::: Supplied records :::

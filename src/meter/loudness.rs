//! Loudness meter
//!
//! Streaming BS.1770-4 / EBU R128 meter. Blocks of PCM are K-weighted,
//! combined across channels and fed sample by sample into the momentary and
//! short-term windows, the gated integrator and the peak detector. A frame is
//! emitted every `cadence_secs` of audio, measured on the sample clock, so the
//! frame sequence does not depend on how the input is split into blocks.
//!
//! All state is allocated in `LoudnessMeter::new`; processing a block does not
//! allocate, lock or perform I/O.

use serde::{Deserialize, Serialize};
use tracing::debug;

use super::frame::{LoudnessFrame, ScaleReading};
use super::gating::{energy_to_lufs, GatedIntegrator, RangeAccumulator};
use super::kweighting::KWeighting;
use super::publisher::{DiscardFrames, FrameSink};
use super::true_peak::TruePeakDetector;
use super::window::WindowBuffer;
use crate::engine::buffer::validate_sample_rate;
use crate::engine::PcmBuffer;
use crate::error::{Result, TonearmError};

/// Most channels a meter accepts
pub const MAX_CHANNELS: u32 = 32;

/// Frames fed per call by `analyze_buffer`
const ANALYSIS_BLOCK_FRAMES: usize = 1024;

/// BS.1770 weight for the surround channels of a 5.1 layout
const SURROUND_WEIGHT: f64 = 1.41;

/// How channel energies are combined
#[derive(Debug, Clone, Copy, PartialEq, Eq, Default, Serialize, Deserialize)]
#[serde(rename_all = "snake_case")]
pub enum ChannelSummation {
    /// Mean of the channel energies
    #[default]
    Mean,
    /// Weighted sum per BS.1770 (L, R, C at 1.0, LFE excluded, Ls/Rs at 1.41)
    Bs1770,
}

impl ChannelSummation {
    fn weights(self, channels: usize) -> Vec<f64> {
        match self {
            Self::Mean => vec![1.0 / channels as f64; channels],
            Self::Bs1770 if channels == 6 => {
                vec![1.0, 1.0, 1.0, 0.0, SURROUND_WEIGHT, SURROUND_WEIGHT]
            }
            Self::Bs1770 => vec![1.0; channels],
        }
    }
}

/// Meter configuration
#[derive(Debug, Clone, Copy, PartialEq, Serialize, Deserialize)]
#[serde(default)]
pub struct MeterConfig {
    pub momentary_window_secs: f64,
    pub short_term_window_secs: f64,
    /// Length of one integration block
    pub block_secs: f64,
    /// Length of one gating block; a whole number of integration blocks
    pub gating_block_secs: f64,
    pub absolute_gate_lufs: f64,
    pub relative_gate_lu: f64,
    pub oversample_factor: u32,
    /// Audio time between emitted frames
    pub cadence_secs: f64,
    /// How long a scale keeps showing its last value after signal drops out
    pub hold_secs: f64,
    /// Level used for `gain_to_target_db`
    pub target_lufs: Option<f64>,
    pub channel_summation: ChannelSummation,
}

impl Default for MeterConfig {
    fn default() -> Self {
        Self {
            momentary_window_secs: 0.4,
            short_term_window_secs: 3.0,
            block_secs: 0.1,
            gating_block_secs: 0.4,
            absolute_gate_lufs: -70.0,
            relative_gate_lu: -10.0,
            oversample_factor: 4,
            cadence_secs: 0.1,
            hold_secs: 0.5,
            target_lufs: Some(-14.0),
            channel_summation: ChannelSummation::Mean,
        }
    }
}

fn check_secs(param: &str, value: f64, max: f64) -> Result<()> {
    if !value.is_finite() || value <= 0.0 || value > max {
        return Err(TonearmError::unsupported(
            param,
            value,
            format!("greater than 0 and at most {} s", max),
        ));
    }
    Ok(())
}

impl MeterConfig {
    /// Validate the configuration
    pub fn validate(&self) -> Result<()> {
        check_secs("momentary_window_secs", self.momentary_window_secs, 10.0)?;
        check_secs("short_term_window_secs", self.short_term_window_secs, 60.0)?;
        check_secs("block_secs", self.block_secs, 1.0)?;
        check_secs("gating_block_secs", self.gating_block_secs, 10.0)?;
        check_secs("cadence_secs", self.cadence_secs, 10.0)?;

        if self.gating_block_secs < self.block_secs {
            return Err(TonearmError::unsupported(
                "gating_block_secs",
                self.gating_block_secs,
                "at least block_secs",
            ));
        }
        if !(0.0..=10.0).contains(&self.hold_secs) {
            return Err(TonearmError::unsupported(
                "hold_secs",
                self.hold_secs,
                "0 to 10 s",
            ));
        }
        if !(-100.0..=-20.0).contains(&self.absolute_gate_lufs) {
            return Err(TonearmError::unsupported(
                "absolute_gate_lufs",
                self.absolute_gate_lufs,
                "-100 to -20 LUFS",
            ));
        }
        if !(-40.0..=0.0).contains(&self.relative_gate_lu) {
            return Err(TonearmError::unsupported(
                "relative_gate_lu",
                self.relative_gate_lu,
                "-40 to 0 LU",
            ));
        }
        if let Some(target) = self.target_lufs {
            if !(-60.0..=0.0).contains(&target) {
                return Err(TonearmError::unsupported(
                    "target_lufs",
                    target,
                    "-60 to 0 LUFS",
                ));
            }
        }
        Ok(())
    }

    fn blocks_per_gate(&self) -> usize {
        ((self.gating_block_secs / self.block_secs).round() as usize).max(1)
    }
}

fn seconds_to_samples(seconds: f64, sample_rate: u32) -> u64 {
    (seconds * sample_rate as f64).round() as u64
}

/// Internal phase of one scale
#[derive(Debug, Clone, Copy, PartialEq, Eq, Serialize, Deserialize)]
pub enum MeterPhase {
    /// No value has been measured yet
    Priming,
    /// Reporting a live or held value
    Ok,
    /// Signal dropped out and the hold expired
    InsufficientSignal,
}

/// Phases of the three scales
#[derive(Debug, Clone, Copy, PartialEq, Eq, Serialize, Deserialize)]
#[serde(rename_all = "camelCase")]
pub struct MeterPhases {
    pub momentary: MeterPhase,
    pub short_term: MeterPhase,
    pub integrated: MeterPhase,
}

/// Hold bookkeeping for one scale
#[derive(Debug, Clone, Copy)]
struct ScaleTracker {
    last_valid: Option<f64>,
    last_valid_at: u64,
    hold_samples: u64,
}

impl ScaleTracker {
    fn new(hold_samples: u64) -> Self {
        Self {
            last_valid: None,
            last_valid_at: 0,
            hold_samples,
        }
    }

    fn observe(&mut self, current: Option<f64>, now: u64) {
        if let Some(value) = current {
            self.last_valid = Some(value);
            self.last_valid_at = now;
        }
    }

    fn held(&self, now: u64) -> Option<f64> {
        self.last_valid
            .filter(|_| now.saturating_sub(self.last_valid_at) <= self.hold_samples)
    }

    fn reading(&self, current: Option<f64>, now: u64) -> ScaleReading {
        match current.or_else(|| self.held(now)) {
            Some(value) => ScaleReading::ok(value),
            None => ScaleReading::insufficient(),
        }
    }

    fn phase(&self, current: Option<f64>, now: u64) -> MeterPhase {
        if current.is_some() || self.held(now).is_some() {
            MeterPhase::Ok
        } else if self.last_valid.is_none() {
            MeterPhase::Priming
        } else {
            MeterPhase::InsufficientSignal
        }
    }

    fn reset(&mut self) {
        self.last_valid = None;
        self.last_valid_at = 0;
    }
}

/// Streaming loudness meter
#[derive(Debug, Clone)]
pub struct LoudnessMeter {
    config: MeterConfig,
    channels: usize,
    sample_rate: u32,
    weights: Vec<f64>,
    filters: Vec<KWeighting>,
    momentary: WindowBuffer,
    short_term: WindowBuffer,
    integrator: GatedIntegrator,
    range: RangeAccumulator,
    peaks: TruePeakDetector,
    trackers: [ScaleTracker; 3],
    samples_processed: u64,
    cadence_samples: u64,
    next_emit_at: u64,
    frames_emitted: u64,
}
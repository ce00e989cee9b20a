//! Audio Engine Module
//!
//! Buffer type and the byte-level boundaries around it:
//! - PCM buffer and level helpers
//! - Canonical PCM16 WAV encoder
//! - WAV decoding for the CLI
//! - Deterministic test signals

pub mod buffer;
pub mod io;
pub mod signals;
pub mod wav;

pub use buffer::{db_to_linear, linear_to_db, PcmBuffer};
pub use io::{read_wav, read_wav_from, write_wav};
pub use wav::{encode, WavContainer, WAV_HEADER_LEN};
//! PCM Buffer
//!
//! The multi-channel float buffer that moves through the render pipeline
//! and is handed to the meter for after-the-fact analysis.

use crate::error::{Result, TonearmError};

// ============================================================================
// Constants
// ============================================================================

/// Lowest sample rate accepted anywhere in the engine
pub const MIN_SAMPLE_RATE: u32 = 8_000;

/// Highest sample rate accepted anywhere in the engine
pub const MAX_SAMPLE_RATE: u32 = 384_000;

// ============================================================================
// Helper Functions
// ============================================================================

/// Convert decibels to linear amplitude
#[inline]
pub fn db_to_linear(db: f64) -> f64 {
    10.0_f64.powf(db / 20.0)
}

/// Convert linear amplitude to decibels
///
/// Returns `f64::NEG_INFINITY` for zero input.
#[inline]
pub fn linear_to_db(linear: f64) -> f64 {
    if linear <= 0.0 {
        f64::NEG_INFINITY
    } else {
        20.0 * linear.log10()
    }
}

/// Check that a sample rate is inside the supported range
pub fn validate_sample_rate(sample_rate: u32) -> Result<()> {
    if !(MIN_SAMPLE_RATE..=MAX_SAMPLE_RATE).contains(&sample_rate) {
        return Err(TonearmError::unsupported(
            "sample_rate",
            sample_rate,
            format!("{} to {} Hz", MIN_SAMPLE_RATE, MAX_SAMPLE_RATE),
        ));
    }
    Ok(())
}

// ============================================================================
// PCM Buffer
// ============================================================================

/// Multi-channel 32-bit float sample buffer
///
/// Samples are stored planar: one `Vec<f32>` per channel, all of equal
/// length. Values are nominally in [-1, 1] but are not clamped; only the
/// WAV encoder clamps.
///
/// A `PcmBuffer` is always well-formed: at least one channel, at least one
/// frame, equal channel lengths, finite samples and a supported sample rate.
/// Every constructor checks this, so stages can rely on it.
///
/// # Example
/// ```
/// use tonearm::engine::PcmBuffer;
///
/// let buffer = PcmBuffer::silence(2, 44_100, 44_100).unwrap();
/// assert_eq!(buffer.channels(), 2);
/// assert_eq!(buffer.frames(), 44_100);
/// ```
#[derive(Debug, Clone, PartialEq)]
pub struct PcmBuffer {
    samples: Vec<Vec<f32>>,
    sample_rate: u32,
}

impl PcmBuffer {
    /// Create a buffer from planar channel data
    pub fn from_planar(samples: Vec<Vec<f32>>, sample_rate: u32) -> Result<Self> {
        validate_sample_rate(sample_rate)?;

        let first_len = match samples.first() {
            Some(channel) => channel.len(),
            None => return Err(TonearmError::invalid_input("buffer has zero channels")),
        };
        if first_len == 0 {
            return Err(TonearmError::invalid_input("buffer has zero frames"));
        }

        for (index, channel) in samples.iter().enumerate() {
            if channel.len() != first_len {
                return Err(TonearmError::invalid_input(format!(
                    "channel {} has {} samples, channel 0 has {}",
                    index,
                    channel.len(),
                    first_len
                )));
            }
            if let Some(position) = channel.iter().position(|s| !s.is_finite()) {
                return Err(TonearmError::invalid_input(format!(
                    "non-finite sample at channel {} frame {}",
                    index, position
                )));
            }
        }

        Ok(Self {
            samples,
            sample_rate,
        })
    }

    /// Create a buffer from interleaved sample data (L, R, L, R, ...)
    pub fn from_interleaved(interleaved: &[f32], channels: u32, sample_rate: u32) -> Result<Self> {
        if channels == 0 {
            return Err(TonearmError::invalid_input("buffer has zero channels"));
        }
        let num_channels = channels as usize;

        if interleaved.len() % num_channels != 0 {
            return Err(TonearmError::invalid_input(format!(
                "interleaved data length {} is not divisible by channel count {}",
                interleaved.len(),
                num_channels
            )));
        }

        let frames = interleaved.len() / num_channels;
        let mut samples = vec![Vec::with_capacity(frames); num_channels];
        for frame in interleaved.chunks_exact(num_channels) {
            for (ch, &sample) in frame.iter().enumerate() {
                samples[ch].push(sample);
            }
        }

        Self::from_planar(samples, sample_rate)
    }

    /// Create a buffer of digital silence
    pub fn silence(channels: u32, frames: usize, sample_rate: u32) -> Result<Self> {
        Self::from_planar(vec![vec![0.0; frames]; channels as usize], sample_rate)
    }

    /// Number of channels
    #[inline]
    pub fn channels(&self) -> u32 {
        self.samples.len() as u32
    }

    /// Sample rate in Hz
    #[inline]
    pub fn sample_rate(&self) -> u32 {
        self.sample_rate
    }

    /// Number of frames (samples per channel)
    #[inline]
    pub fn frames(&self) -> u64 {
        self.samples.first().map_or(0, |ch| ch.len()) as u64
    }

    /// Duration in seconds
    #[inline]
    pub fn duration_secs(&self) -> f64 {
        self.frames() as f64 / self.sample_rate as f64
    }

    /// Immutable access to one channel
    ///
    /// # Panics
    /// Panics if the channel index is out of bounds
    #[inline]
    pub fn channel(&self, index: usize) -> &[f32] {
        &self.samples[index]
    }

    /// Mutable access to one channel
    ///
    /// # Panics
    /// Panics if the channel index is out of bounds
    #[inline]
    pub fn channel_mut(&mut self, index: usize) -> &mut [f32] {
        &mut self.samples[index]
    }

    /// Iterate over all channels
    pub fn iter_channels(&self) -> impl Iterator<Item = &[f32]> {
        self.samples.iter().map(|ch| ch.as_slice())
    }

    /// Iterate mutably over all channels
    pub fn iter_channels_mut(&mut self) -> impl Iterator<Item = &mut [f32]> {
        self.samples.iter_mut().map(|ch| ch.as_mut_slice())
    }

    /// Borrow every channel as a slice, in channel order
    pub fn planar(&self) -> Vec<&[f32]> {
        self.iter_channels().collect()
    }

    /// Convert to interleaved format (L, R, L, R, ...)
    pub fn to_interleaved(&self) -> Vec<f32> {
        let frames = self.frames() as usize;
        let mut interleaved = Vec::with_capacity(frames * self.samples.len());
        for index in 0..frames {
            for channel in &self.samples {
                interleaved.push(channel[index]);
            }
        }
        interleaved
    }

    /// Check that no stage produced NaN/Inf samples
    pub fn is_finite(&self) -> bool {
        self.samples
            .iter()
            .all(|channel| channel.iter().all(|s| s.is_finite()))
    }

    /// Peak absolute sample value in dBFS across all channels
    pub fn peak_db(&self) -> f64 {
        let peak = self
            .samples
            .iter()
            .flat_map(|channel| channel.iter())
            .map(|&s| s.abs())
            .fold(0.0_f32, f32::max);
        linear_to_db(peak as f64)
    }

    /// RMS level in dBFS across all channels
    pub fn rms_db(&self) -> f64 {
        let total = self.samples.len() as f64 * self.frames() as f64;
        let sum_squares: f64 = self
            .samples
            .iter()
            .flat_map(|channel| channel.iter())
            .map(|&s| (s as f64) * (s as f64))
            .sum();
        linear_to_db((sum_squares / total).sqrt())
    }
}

:::

An exact, complete copy of the lines above from the one with "self.last_valid = Some(value);" through the one with "fn reading(&self, current: Option<f64>, now: u64)" is the whole answer.

            self.last_valid = Some(value);
            self.last_valid_at = now;
        }
    }

    fn held(&self, now: u64) -> Option<f64> {
        self.last_valid
            .filter(|_| now.saturating_sub(self.last_valid_at) <= self.hold_samples)
    }

    fn reading(&self, current: Option<f64>, now: u64) -> ScaleReading {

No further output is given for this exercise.